A few months after Pollock joined the gallery, Betty Parsons visited him in Springs
one day to help plan his upcoming show. Barnett Newman and his wife Annalee, who worked
for the New York City Board of Education, drove her out. In the evening Pollock and
Lee and their guests sat down on the living room floor and sketched together, experimenting
with fine-nibbed Japanese pens that Newman had brought as a gift. Parsons watched
closely as Pollock drew. At first his drawings were graceful. But soon he was pushing
too hard on his pen and the point broke. He broke three pens in a row. He became angry,
cursing the pens that would not do what he wanted them to.

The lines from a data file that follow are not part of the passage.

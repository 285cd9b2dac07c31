//! Input boundary: discrete command sources.
//!
//! The session consumes [`Command`]s through the [`InputSource`]
//! trait; where they come from (a script, stdin, some future UI) is
//! the host's business. Malformed text is rejected here at the
//! boundary; out-of-range coordinates are rejected later by the grid.

use marga_map::Cell;
use std::collections::VecDeque;
use std::io::{self, BufRead};
use tracing::warn;

/// A discrete session command
#[derive(Clone, Copy, Debug, PartialEq, Eq)]
pub enum Command {
    /// End the session
    Quit,
    /// Move the search start
    SetStart(Cell),
    /// Move the search goal
    SetGoal(Cell),
    /// Flip the wall state of a cell
    ToggleWall(Cell),
    /// Run the stepped search on the current grid
    RunSearch,
}

/// Source of session commands
pub trait InputSource {
    /// Next command, or None when the stream is exhausted
    fn next_command(&mut self) -> Option<Command>;
}

/// Fixed command sequence; used by tests and `--script` runs.
pub struct ScriptedInput {
    commands: VecDeque<Command>,
}

impl ScriptedInput {
    pub fn new(commands: Vec<Command>) -> Self {
        Self {
            commands: commands.into(),
        }
    }
}

impl InputSource for ScriptedInput {
    fn next_command(&mut self) -> Option<Command> {
        self.commands.pop_front()
    }
}

/// Line-oriented command reader.
///
/// Accepted lines: `start R C`, `goal R C`, `wall R C`, `run`, `quit`
/// (single-letter abbreviations work too). Blank lines are skipped,
/// bad lines are reported and skipped.
pub struct ConsoleInput<R: BufRead> {
    reader: R,
}

impl ConsoleInput<io::BufReader<io::Stdin>> {
    /// Read commands from stdin
    pub fn stdin() -> Self {
        Self {
            reader: io::BufReader::new(io::stdin()),
        }
    }
}

impl<R: BufRead> ConsoleInput<R> {
    pub fn new(reader: R) -> Self {
        Self { reader }
    }
}

impl<R: BufRead> InputSource for ConsoleInput<R> {
    fn next_command(&mut self) -> Option<Command> {
        loop {
            let mut line = String::new();
            match self.reader.read_line(&mut line) {
                Ok(0) => return None, // EOF
                Ok(_) => {}
                Err(e) => {
                    warn!("input read failed: {}", e);
                    return None;
                }
            }
            let line = line.trim();
            if line.is_empty() {
                continue;
            }
            match parse_line(line) {
                Ok(command) => return Some(command),
                Err(reason) => warn!("ignoring command '{}': {}", line, reason),
            }
        }
    }
}

/// Parse one command line
pub fn parse_line(line: &str) -> Result<Command, String> {
    let mut parts = line.split_whitespace();
    let verb = parts.next().ok_or_else(|| "empty line".to_string())?;

    let mut cell_arg = || -> Result<Cell, String> {
        let row = parse_coord(parts.next(), "row")?;
        let col = parse_coord(parts.next(), "col")?;
        Ok(Cell::new(row, col))
    };

    let command = match verb {
        "quit" | "q" => Command::Quit,
        "run" | "r" => Command::RunSearch,
        "start" | "s" => Command::SetStart(cell_arg()?),
        "goal" | "g" => Command::SetGoal(cell_arg()?),
        "wall" | "w" => Command::ToggleWall(cell_arg()?),
        other => return Err(format!("unknown command '{}'", other)),
    };

    if parts.next().is_some() {
        return Err("trailing arguments".to_string());
    }
    Ok(command)
}

fn parse_coord(part: Option<&str>, name: &str) -> Result<i32, String> {
    let text = part.ok_or_else(|| format!("missing {}", name))?;
    text.parse::<i32>()
        .map_err(|_| format!("{} '{}' is not an integer", name, text))
}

“He had tremendous drive and passion,” Parsons once said,
“and it was too much for him. Whatever he did wasn’t enough. Some people are born
with too big an engine inside them. If he hadn’t painted, he would have gone mad.”

In August 1947, three months after he joined the gallery, Pollock returned to the
barn to prepare for his first show at the Parsons Gallery. His frustrations vanished
the moment he began to work. “I’m just now getting into painting again and the stuff
is really beginning to flow,” he wrote to his friend Louis Bunce at the end of August.
“Grand feeling when it happens.”

He worked steadily through the end of the summer and the fall. As the weather grew
chillier he could hear the wind coming through the cracks in the barn and feel the
cold air streaming in. By October he was heating the barn with a pot-bellied kerosene
stove and bundling up in layers of clothing; his customary outfit was a thermal shirt,
a sweat shirt, and a hip-length dungaree coat. Lee worried constantly that the kerosene
stove would cause a fire. The small wooden barn even smelled flammable, pungent with
the greasy scent of oil and turpentine. Tubes and cans of paint lay open on the wide-planked
wooden floor. Dozens of paintings leaned against the walls. Lee suggested to Pollock
that he store his finished works in racks, but Pollock insisted on keeping his work
within view. As he painted he could look up and see his earlier work: past informing
present. His 1947 paintings grew out of his past art but broke with it too; in some
ways they broke with the entire history of art.